[[ DATA TO PROCESS, beginning ]]

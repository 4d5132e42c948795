use std::collections::BTreeSet;
use std::sync::Arc;
use std::sync::Mutex;
use std::sync::atomic::{AtomicBool, AtomicU64, Ordering};
use std::time::Duration;

use dbload_core::{
    CancellationToken, Error, Operations, RunConfig, cleanup, operation_names, prepare, run,
};

#[derive(Debug, Clone, Copy, strum::EnumString, strum::Display, strum::VariantNames)]
#[strum(serialize_all = "snake_case")]
enum StubOp {
    Simple,
    IndexedFind,
    NonindexedFind,
}

#[derive(Debug, thiserror::Error)]
#[error("stub failure for worker {0}")]
struct StubError(u64);

#[derive(Debug, Default)]
struct Stub {
    delay: Duration,
    fail_worker: Option<u64>,
    panic_worker: Option<u64>,
    fail_populate: bool,
    calls: AtomicU64,
    populated: Mutex<Vec<u64>>,
    indexed: AtomicBool,
    purged: AtomicBool,
}

impl Operations for Stub {
    type Operation = StubOp;
    type Error = StubError;

    async fn populate(&self, count: u64) -> Result<(), StubError> {
        if self.fail_populate {
            return Err(StubError(u64::MAX));
        }
        self.populated
            .lock()
            .unwrap_or_else(|poisoned| poisoned.into_inner())
            .push(count);
        Ok(())
    }

    async fn ensure_index(&self) -> Result<(), StubError> {
        self.indexed.store(true, Ordering::SeqCst);
        Ok(())
    }

    async fn purge(&self) -> Result<(), StubError> {
        self.purged.store(true, Ordering::SeqCst);
        Ok(())
    }

    async fn invoke(&self, _operation: StubOp, worker_id: u64) -> Result<(), StubError> {
        self.calls.fetch_add(1, Ordering::Relaxed);
        if self.fail_worker == Some(worker_id) {
            return Err(StubError(worker_id));
        }
        if self.panic_worker == Some(worker_id) {
            panic!("stub panic in worker {worker_id}");
        }
        if !self.delay.is_zero() {
            tokio::time::sleep(self.delay).await;
        }
        Ok(())
    }
}

fn config(op: &str) -> dbload_core::RunConfigBuilder {
    RunConfig::builder(op)
}

fn build(builder: dbload_core::RunConfigBuilder) -> RunConfig {
    builder
        .build(operation_names::<Stub>())
        .unwrap_or_else(|e| panic!("expected valid config: {e}"))
}

#[tokio::test]
async fn three_workers_five_iterations_each() -> anyhow::Result<()> {
    let cfg = build(config("simple").threads(3).iterations(5).sleep_bounds(0, 0));
    let stub = Arc::new(Stub::default());

    let report = run(stub.clone(), &cfg, CancellationToken::new()).await?;

    assert_eq!(report.outcomes.len(), 3);
    assert_eq!(report.failed_workers(), 0);
    assert!(!report.cancelled);

    let ids: Vec<u64> = report.results().map(|r| r.worker_id).collect();
    assert_eq!(ids, vec![0, 1, 2]);

    for r in report.results() {
        assert_eq!(r.samples.len(), 5);
        let mean = r.mean.unwrap_or_else(|| panic!("worker {} has no mean", r.worker_id));
        assert!(mean >= 0.0);
        let recomputed = r.samples.iter().sum::<f64>() / r.samples.len() as f64;
        assert_eq!(mean, recomputed);
    }

    assert_eq!(stub.calls.load(Ordering::Relaxed), 15);
    assert_eq!(report.total_calls(), 15);
    Ok(())
}

#[tokio::test]
async fn worker_ids_cover_range_without_gaps() -> anyhow::Result<()> {
    let cfg = build(config("indexed_find").threads(16).iterations(1));
    let report = run(Arc::new(Stub::default()), &cfg, CancellationToken::new()).await?;

    let ids: BTreeSet<u64> = report.results().map(|r| r.worker_id).collect();
    assert_eq!(ids, (0..16).collect::<BTreeSet<u64>>());
    Ok(())
}

#[tokio::test]
async fn iteration_cap_wins_over_long_duration() -> anyhow::Result<()> {
    let cfg = build(
        config("simple")
            .threads(2)
            .iterations(3)
            .duration(Duration::from_secs(3_600)),
    );
    let report = run(Arc::new(Stub::default()), &cfg, CancellationToken::new()).await?;

    for r in report.results() {
        assert_eq!(r.samples.len(), 3);
    }
    Ok(())
}

#[tokio::test]
async fn iteration_cap_wins_over_short_duration() -> anyhow::Result<()> {
    let cfg = build(
        config("simple")
            .threads(2)
            .iterations(5)
            .duration(Duration::from_millis(100))
            .sleep_bounds(1, 1),
    );
    let report = run(Arc::new(Stub::default()), &cfg, CancellationToken::new()).await?;

    assert_eq!(report.successful_workers(), 2);
    for r in report.results() {
        assert_eq!(r.samples.len(), 5, "worker {}", r.worker_id);
    }
    // Four 1s pauses between five calls.
    assert!(report.span >= Duration::from_secs(4), "span {:?}", report.span);
    Ok(())
}

#[tokio::test]
async fn duration_bound_holds_every_worker_at_least_that_long() -> anyhow::Result<()> {
    let bound = Duration::from_millis(200);
    let cfg = build(config("simple").threads(2).duration(bound));
    let stub = Stub {
        delay: Duration::from_millis(10),
        ..Stub::default()
    };

    let report = run(Arc::new(stub), &cfg, CancellationToken::new()).await?;

    assert_eq!(report.successful_workers(), 2);
    for r in report.results() {
        assert!(!r.samples.is_empty());
        assert!(r.wall_time() >= bound, "wall time {:?}", r.wall_time());
    }
    assert!(report.span >= bound);
    Ok(())
}

#[tokio::test]
async fn one_failing_worker_does_not_sink_the_run() -> anyhow::Result<()> {
    let cfg = build(config("nonindexed_find").threads(3).iterations(4));
    let stub = Stub {
        fail_worker: Some(1),
        ..Stub::default()
    };

    let report = run(Arc::new(stub), &cfg, CancellationToken::new()).await?;

    assert_eq!(report.successful_workers(), 2);
    assert_eq!(report.failed_workers(), 1);

    let failure = report
        .failures()
        .next()
        .unwrap_or_else(|| panic!("expected a failure"));
    assert_eq!(failure.worker_id, 1);
    assert_eq!(failure.completed, 0);
    assert!(failure.error.contains("stub failure for worker 1"));

    for r in report.results() {
        assert_eq!(r.samples.len(), 4);
    }
    Ok(())
}

#[tokio::test]
async fn panicking_worker_is_recorded_as_failure() -> anyhow::Result<()> {
    let cfg = build(config("simple").threads(3).iterations(2));
    let stub = Stub {
        panic_worker: Some(1),
        ..Stub::default()
    };

    let report = run(Arc::new(stub), &cfg, CancellationToken::new()).await?;

    assert_eq!(report.successful_workers(), 2);
    assert_eq!(report.failed_workers(), 1);

    let failure = report
        .failures()
        .next()
        .unwrap_or_else(|| panic!("expected a failure"));
    assert_eq!(failure.worker_id, 1);
    assert_eq!(failure.completed, 0);
    assert!(failure.error.contains("panicked"), "{}", failure.error);

    let ok_ids: Vec<u64> = report.results().map(|r| r.worker_id).collect();
    assert_eq!(ok_ids, vec![0, 2]);
    Ok(())
}

#[tokio::test]
async fn cancelled_before_start_yields_no_samples() -> anyhow::Result<()> {
    let cfg = build(config("simple").threads(2).allow_unbounded(true));
    let cancel = CancellationToken::new();
    cancel.cancel();

    let report = run(Arc::new(Stub::default()), &cfg, cancel).await?;

    assert!(report.cancelled);
    assert_eq!(report.successful_workers(), 2);
    for r in report.results() {
        assert!(r.samples.is_empty());
        assert_eq!(r.mean, None);
    }
    assert!(report.overall().is_none());
    Ok(())
}

#[tokio::test]
async fn cancellation_stops_an_unbounded_run() -> anyhow::Result<()> {
    let cfg = build(config("simple").threads(4).allow_unbounded(true));
    let stub = Stub {
        delay: Duration::from_millis(5),
        ..Stub::default()
    };
    let cancel = CancellationToken::new();

    let canceller = {
        let cancel = cancel.clone();
        tokio::spawn(async move {
            tokio::time::sleep(Duration::from_millis(100)).await;
            cancel.cancel();
        })
    };

    let report = tokio::time::timeout(
        Duration::from_secs(10),
        run(Arc::new(stub), &cfg, cancel),
    )
    .await??;
    canceller.await?;

    assert!(report.cancelled);
    assert_eq!(report.successful_workers(), 4);
    assert!(report.results().any(|r| !r.samples.is_empty()));
    Ok(())
}

#[tokio::test]
async fn cancellation_interrupts_jitter_sleep() -> anyhow::Result<()> {
    let cfg = build(config("simple").threads(1).iterations(10).sleep_bounds(60, 60));
    let cancel = CancellationToken::new();

    let canceller = {
        let cancel = cancel.clone();
        tokio::spawn(async move {
            tokio::time::sleep(Duration::from_millis(50)).await;
            cancel.cancel();
        })
    };

    let report = tokio::time::timeout(
        Duration::from_secs(10),
        run(Arc::new(Stub::default()), &cfg, cancel),
    )
    .await??;
    canceller.await?;

    let r = report
        .results()
        .next()
        .unwrap_or_else(|| panic!("expected a result"));
    assert_eq!(r.samples.len(), 1);
    Ok(())
}

#[tokio::test]
async fn jitter_paces_calls_but_not_after_the_last_one() -> anyhow::Result<()> {
    let stub = Arc::new(Stub::default());

    let single = build(config("simple").iterations(1).sleep_bounds(1, 1));
    let report = run(stub.clone(), &single, CancellationToken::new()).await?;
    assert!(report.span < Duration::from_secs(1), "span {:?}", report.span);

    let paced = build(config("simple").iterations(2).sleep_bounds(1, 1));
    let report = run(stub, &paced, CancellationToken::new()).await?;
    assert!(report.span >= Duration::from_secs(1), "span {:?}", report.span);
    Ok(())
}

#[tokio::test]
async fn run_rejects_config_built_for_another_operation_set() -> anyhow::Result<()> {
    let cfg = RunConfig::builder("write")
        .iterations(1)
        .build(&["read", "write"])?;

    let err = match run(Arc::new(Stub::default()), &cfg, CancellationToken::new()).await {
        Ok(_) => panic!("expected unknown operation"),
        Err(err) => err,
    };
    assert!(matches!(err, Error::UnknownOperation { .. }));
    Ok(())
}

#[tokio::test]
async fn prepare_populates_then_indexes() -> anyhow::Result<()> {
    let stub = Stub::default();
    prepare(&stub, 250).await?;

    let populated = stub
        .populated
        .lock()
        .unwrap_or_else(|poisoned| poisoned.into_inner())
        .clone();
    assert_eq!(populated, vec![250]);
    assert!(stub.indexed.load(Ordering::SeqCst));
    Ok(())
}

#[tokio::test]
async fn prepare_with_no_documents_still_indexes() -> anyhow::Result<()> {
    let stub = Stub::default();
    prepare(&stub, 0).await?;

    assert!(stub.indexed.load(Ordering::SeqCst));
    Ok(())
}

#[tokio::test]
async fn prepare_propagates_populate_failure() {
    let stub = Stub {
        fail_populate: true,
        ..Stub::default()
    };

    let err = match prepare(&stub, 10).await {
        Ok(()) => panic!("expected populate failure"),
        Err(err) => err,
    };
    assert!(matches!(err, Error::Collaborator { stage: "populate", .. }));
    assert!(!stub.indexed.load(Ordering::SeqCst));
    assert!(!err.is_invalid_input());
}

#[tokio::test]
async fn cleanup_purges() -> anyhow::Result<()> {
    let stub = Stub::default();
    cleanup(&stub).await?;
    assert!(stub.purged.load(Ordering::SeqCst));
    Ok(())
}
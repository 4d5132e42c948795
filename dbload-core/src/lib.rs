mod ops;

pub mod runner;

pub use ops::{Operations, operation_names};
pub use runner::{
    AggregateReport, Error, Jitter, Result, RunConfig, RunConfigBuilder, SampleStats, Target,
    WorkerFailure, WorkerOutcome, WorkerResult, cleanup, prepare, run,
};
pub use tokio_util::sync::CancellationToken;
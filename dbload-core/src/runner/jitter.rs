use std::time::Duration;

use rand::Rng;

/// Randomized pause between two calls of the same worker.
///
/// A pause is `floor(uniform[0, max)) + min` whole seconds, so it always lies in
/// `[min, min + max)`. With `max == 0` the pause is exactly `min`.
#[derive(Debug, Clone, Copy, PartialEq, Eq)]
pub struct Jitter {
    min: u64,
    max: u64,
}

impl Jitter {
    #[must_use]
    pub fn new(min: u64, max: u64) -> Self {
        Self { min, max }
    }

    #[must_use]
    pub fn min_secs(self) -> u64 {
        self.min
    }

    #[must_use]
    pub fn max_secs(self) -> u64 {
        self.max
    }

    pub fn sample_secs<R: Rng + ?Sized>(self, rng: &mut R) -> u64 {
        let spread = if self.max == 0 {
            0
        } else {
            rng.random_range(0..self.max)
        };
        spread.saturating_add(self.min)
    }

    pub fn sample<R: Rng + ?Sized>(self, rng: &mut R) -> Duration {
        Duration::from_secs(self.sample_secs(rng))
    }
}
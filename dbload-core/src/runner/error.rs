pub type Result<T> = std::result::Result<T, Error>;

pub type BoxError = Box<dyn std::error::Error + Send + Sync + 'static>;

#[derive(Debug, thiserror::Error)]
pub enum Error {
    #[error("task join error: {0}")]
    Join(#[from] tokio::task::JoinError),

    #[error("`threads` must be a positive integer")]
    InvalidThreads,

    #[error("`min` ({min}s) must not be greater than `max` ({max}s)")]
    InvalidSleepBounds { min: u64, max: u64 },

    #[error("unknown operation `{name}` (available: {available})")]
    UnknownOperation { name: String, available: String },

    #[error("`duration` and `iterations` are both 0; the run would never finish")]
    Unbounded,

    #[error("{stage} failed: {source}")]
    Collaborator {
        stage: &'static str,
        #[source]
        source: BoxError,
    },
}

impl Error {
    pub(crate) fn collaborator<E>(stage: &'static str, err: E) -> Self
    where
        E: std::error::Error + Send + Sync + 'static,
    {
        Self::Collaborator {
            stage,
            source: Box::new(err),
        }
    }

    /// True for errors caused by the configuration rather than by the database.
    #[must_use]
    pub fn is_invalid_input(&self) -> bool {
        matches!(
            self,
            Self::InvalidThreads
                | Self::InvalidSleepBounds { .. }
                | Self::UnknownOperation { .. }
                | Self::Unbounded
        )
    }
}
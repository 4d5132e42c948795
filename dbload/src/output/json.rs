use serde::Serialize;
use std::io::Write as _;

use super::OutputFormatter;

pub(crate) struct JsonOutput;

impl OutputFormatter for JsonOutput {
    fn print_header(&self, _tool: &str, _config: &dbload_core::RunConfig) {}

    fn run_started(&self, _config: &dbload_core::RunConfig) {}

    fn run_finished(&self) {}

    fn print_summary(&self, report: &dbload_core::AggregateReport) -> anyhow::Result<()> {
        let line = build_summary_line(report);
        emit_json_line(&line)
    }
}

#[derive(Debug, Serialize)]
pub(crate) struct JsonSummaryLine {
    pub kind: &'static str,
    pub operation: String,
    pub span_secs: f64,
    pub cancelled: bool,

    pub successful_workers: usize,
    pub failed_workers: usize,
    pub total_calls: u64,

    /// `null` when no worker recorded a sample.
    pub overall_mean_secs: Option<f64>,
    pub overall_samples: u64,

    pub workers: Vec<JsonWorker>,
}

#[derive(Debug, Serialize)]
pub(crate) struct JsonWorker {
    pub worker_id: u64,
    pub status: &'static str,
    pub samples: u64,
    pub mean_secs: Option<f64>,
    pub min_secs: Option<f64>,
    pub max_secs: Option<f64>,
    #[serde(skip_serializing_if = "Option::is_none")]
    pub wall_secs: Option<f64>,
    #[serde(skip_serializing_if = "Vec::is_empty")]
    pub durations_secs: Vec<f64>,
    #[serde(skip_serializing_if = "Option::is_none")]
    pub error: Option<String>,
}

fn build_summary_line(report: &dbload_core::AggregateReport) -> JsonSummaryLine {
    let workers = report
        .outcomes
        .iter()
        .map(|outcome| match outcome {
            Ok(r) => {
                let stats = r.stats();
                JsonWorker {
                    worker_id: r.worker_id,
                    status: "ok",
                    samples: r.samples.len() as u64,
                    mean_secs: r.mean,
                    min_secs: stats.map(|s| s.min),
                    max_secs: stats.map(|s| s.max),
                    wall_secs: Some(r.wall_time().as_secs_f64()),
                    durations_secs: r.samples.clone(),
                    error: None,
                }
            }
            Err(f) => JsonWorker {
                worker_id: f.worker_id,
                status: "failed",
                samples: f.completed,
                mean_secs: None,
                min_secs: None,
                max_secs: None,
                wall_secs: None,
                durations_secs: Vec::new(),
                error: Some(f.error.clone()),
            },
        })
        .collect();

    let overall = report.overall();

    JsonSummaryLine {
        kind: "summary",
        operation: report.operation.clone(),
        span_secs: report.span.as_secs_f64(),
        cancelled: report.cancelled,
        successful_workers: report.successful_workers(),
        failed_workers: report.failed_workers(),
        total_calls: report.total_calls(),
        overall_mean_secs: overall.map(|s| s.mean),
        overall_samples: overall.map_or(0, |s| s.count),
        workers,
    }
}

fn emit_json_line<T: Serialize>(line: &T) -> anyhow::Result<()> {
    let mut stdout = std::io::stdout().lock();
    serde_json::to_writer(&mut stdout, line)?;
    stdout.write_all(b"\n")?;
    stdout.flush()?;
    Ok(())
}
use std::time::Duration;

/// Renders seconds as a single rounded component in one of: us, ms, s.
pub(crate) fn format_secs(secs: f64) -> String {
    if !secs.is_finite() || secs < 0.0 {
        return "n/a".to_string();
    }

    if secs >= 1.0 {
        return format!("{secs:.3}s");
    }
    if secs >= 0.001 {
        return format!("{:.2}ms", secs * 1_000.0);
    }
    format!("{:.0}us", secs * 1_000_000.0)
}

/// Wall-clock spans, truncated to milliseconds (`1s 234ms`).
pub(crate) fn format_span(d: Duration) -> String {
    let ms = Duration::from_millis(d.as_millis().min(u128::from(u64::MAX)) as u64);
    if ms.is_zero() {
        return "0s".to_string();
    }
    humantime::format_duration(ms).to_string()
}

pub(crate) fn format_bound<T: std::fmt::Display>(v: Option<T>) -> String {
    v.map_or_else(|| "unbounded".to_string(), |v| v.to_string())
}
//! Task executor seam for chunk fetchers.
//!
//! Fetch jobs are fire-and-forget closures. `WorkerPool` runs them on a
//! fixed set of OS threads; `InlineExecutor` runs them on the submitting
//! thread, which keeps tests deterministic.

mod pool;

pub use pool::WorkerPool;

/// A unit of work submitted by the dispatcher.
pub type Job = Box<dyn FnOnce() + Send + 'static>;

pub trait Executor: Send + Sync {
    /// Schedule `job`; never blocks on the job itself.
    fn execute(&self, job: Job);

    /// Block until every job submitted so far has finished.
    fn wait_idle(&self);
}

/// Runs each job to completion inside `execute`.
#[derive(Debug, Default, Clone, Copy)]
pub struct InlineExecutor;

impl Executor for InlineExecutor {
    fn execute(&self, job: Job) {
        job();
    }

    fn wait_idle(&self) {}
}
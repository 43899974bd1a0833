//! Download tasks and their chunks.
//!
//! A `FileTask` is one logical download, keyed by its trimmed URL in the
//! `TaskRegistry`. Each task is split into `Chunk`s that travel from the
//! dispatcher to a fetcher and from the fetcher to the merge consumer.

mod chunk;
mod registry;

pub use chunk::Chunk;
pub use registry::{Conflict, MergeProgress, TaskRegistry};

use std::path::{Path, PathBuf};
use std::sync::atomic::{AtomicBool, AtomicU64, Ordering};
use std::sync::Arc;

use crate::checksum::Checksum;

/// Process-unique identity of a task. A URL that is cancelled and submitted
/// again gets a new id, so chunks of the old task are never merged into the new one.
#[derive(Debug, Clone, Copy, PartialEq, Eq, Hash, PartialOrd, Ord)]
pub struct TaskId(pub u64);

impl TaskId {
    pub(crate) fn next() -> Self {
        static NEXT: AtomicU64 = AtomicU64::new(1);
        TaskId(NEXT.fetch_add(1, Ordering::Relaxed))
    }
}

impl std::fmt::Display for TaskId {
    fn fmt(&self, f: &mut std::fmt::Formatter<'_>) -> std::fmt::Result {
        write!(f, "{}", self.0)
    }
}

/// A download request as accepted by `Downloader::submit`.
#[derive(Debug, Clone)]
pub struct DownloadRequest {
    pub url: String,
    /// Expected digest, e.g. `sha256:<hex>` or bare hex.
    pub checksum: String,
    /// Expected total length in bytes.
    pub total_length: u64,
    pub dest_dir: PathBuf,
    pub dest_name: String,
}

impl DownloadRequest {
    pub fn new(
        url: impl Into<String>,
        checksum: impl Into<String>,
        total_length: u64,
        dest_dir: impl Into<PathBuf>,
        dest_name: impl Into<String>,
    ) -> Self {
        Self {
            url: url.into(),
            checksum: checksum.into(),
            total_length,
            dest_dir: dest_dir.into(),
            dest_name: dest_name.into(),
        }
    }
}

/// Authoritative record of one in-flight download. Owned by the registry;
/// only the merge consumer advances `accumulated`.
#[derive(Debug, Clone)]
pub struct FileTask {
    pub id: TaskId,
    pub url: String,
    pub total_length: u64,
    pub checksum: Checksum,
    pub dest_dir: PathBuf,
    pub dest_name: String,
    pub scratch_dir: PathBuf,
    pub chunk_count: usize,
    accumulated: u64,
    merged_chunks: usize,
    failed_chunks: usize,
    abort: Arc<AtomicBool>,
}

impl FileTask {
    pub(crate) fn new(
        url: String,
        checksum: Checksum,
        total_length: u64,
        dest_dir: PathBuf,
        dest_name: String,
        scratch_dir: PathBuf,
        chunk_count: usize,
    ) -> Self {
        Self {
            id: TaskId::next(),
            url,
            total_length,
            checksum,
            dest_dir,
            dest_name,
            scratch_dir,
            chunk_count,
            accumulated: 0,
            merged_chunks: 0,
            failed_chunks: 0,
            abort: Arc::new(AtomicBool::new(false)),
        }
    }

    /// Final path of the verified download.
    pub fn dest_path(&self) -> PathBuf {
        self.dest_dir.join(&self.dest_name)
    }

    /// Shared token that stops this task's fetchers when raised.
    pub fn abort_token(&self) -> Arc<AtomicBool> {
        Arc::clone(&self.abort)
    }

    pub(crate) fn request_abort(&self) {
        self.abort.store(true, Ordering::Relaxed);
    }

    /// Every chunk has either merged or failed.
    pub(crate) fn all_chunks_settled(&self) -> bool {
        self.merged_chunks + self.failed_chunks >= self.chunk_count
    }

    pub fn snapshot(&self) -> TaskSnapshot {
        TaskSnapshot {
            id: self.id,
            url: self.url.clone(),
            total_length: self.total_length,
            accumulated: self.accumulated,
            chunk_count: self.chunk_count,
            merged_chunks: self.merged_chunks,
            failed_chunks: self.failed_chunks,
            dest_path: self.dest_path(),
        }
    }

    /// Scratch file name for chunk `index`: `{dest_name}.t{id}.c{index}.chunk`.
    pub(crate) fn scratch_name(&self, index: usize) -> String {
        scratch_file_name(&self.dest_name, self.id, index)
    }
}

pub(crate) fn scratch_file_name(dest_name: &str, id: TaskId, index: usize) -> String {
    format!("{}.t{}.c{}.chunk", dest_name, id.0, index)
}

/// Read-only copy of a task's progress.
#[derive(Debug, Clone, PartialEq, Eq)]
pub struct TaskSnapshot {
    pub id: TaskId,
    pub url: String,
    pub total_length: u64,
    pub accumulated: u64,
    pub chunk_count: usize,
    pub merged_chunks: usize,
    pub failed_chunks: usize,
    pub dest_path: PathBuf,
}

impl TaskSnapshot {
    /// Fraction complete in [0.0, 1.0].
    pub fn fraction(&self) -> f64 {
        if self.total_length == 0 {
            return 1.0;
        }
        (self.accumulated as f64 / self.total_length as f64).min(1.0)
    }
}

/// Name of the scratch directory created under a destination directory.
pub const SCRATCH_DIR_NAME: &str = ".chunkdl";

/// Default scratch directory for a destination directory.
pub fn default_scratch_dir(dest_dir: &Path) -> PathBuf {
    dest_dir.join(SCRATCH_DIR_NAME)
}

/// Remove `dir` if it is empty. Anything else (missing, not empty, still
/// being filled by another task) leaves it alone.
pub(crate) fn remove_scratch_dir_if_empty(dir: &Path) {
    match std::fs::remove_dir(dir) {
        Ok(()) => tracing::debug!(path = %dir.display(), "removed empty scratch directory"),
        Err(e) if e.kind() == std::io::ErrorKind::NotFound => {}
        Err(e) => tracing::trace!(path = %dir.display(), "scratch directory kept: {}", e),
    }
}

#[cfg(test)]
pub(crate) fn test_task(url: &str, total_length: u64, chunk_count: usize) -> FileTask {
    let checksum: Checksum = "0".repeat(64).parse().unwrap();
    FileTask::new(
        url.to_string(),
        checksum,
        total_length,
        PathBuf::from("/tmp/dest"),
        "file.bin".to_string(),
        PathBuf::from("/tmp/dest/.chunkdl"),
        chunk_count,
    )
}

#[cfg(test)]
mod tests {
    use super::*;

    #[test]
    fn task_ids_are_unique() {
        let a = TaskId::next();
        let b = TaskId::next();
        assert_ne!(a, b);
        assert!(b > a);
    }

    #[test]
    fn scratch_names_are_deterministic() {
        assert_eq!(scratch_file_name("a.iso", TaskId(7), 3), "a.iso.t7.c3.chunk");
        let t = test_task("https://example.com/f", 10, 3);
        assert_eq!(t.scratch_name(0), format!("file.bin.t{}.c0.chunk", t.id));
    }

    #[test]
    fn snapshot_fraction() {
        let t = test_task("https://example.com/f", 10, 3);
        let mut s = t.snapshot();
        assert_eq!(s.fraction(), 0.0);
        s.accumulated = 5;
        assert!((s.fraction() - 0.5).abs() < 1e-9);
        assert_eq!(s.dest_path, PathBuf::from("/tmp/dest/file.bin"));
    }

    #[test]
    fn empty_scratch_dir_is_removed_and_busy_one_kept() {
        let root = tempfile::tempdir().unwrap();
        let dir = default_scratch_dir(root.path());
        std::fs::create_dir(&dir).unwrap();
        std::fs::write(dir.join("x.chunk"), b"1").unwrap();
        remove_scratch_dir_if_empty(&dir);
        assert!(dir.exists());

        std::fs::remove_file(dir.join("x.chunk")).unwrap();
        remove_scratch_dir_if_empty(&dir);
        assert!(!dir.exists());
        remove_scratch_dir_if_empty(&dir);
    }

    #[test]
    fn abort_token_is_shared() {
        let t = test_task("https://example.com/f", 10, 1);
        let token = t.abort_token();
        assert!(!token.load(Ordering::Relaxed));
        t.clone().request_abort();
        assert!(token.load(Ordering::Relaxed));
    }
}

[[ DATA TO PROCESS, end ]]

(WHAT THE TASK ASKS)
Copy out each line of the records above that includes "DownloadRequest".

(RESULT OF THIS TASK)
pub struct DownloadRequest {
impl DownloadRequest {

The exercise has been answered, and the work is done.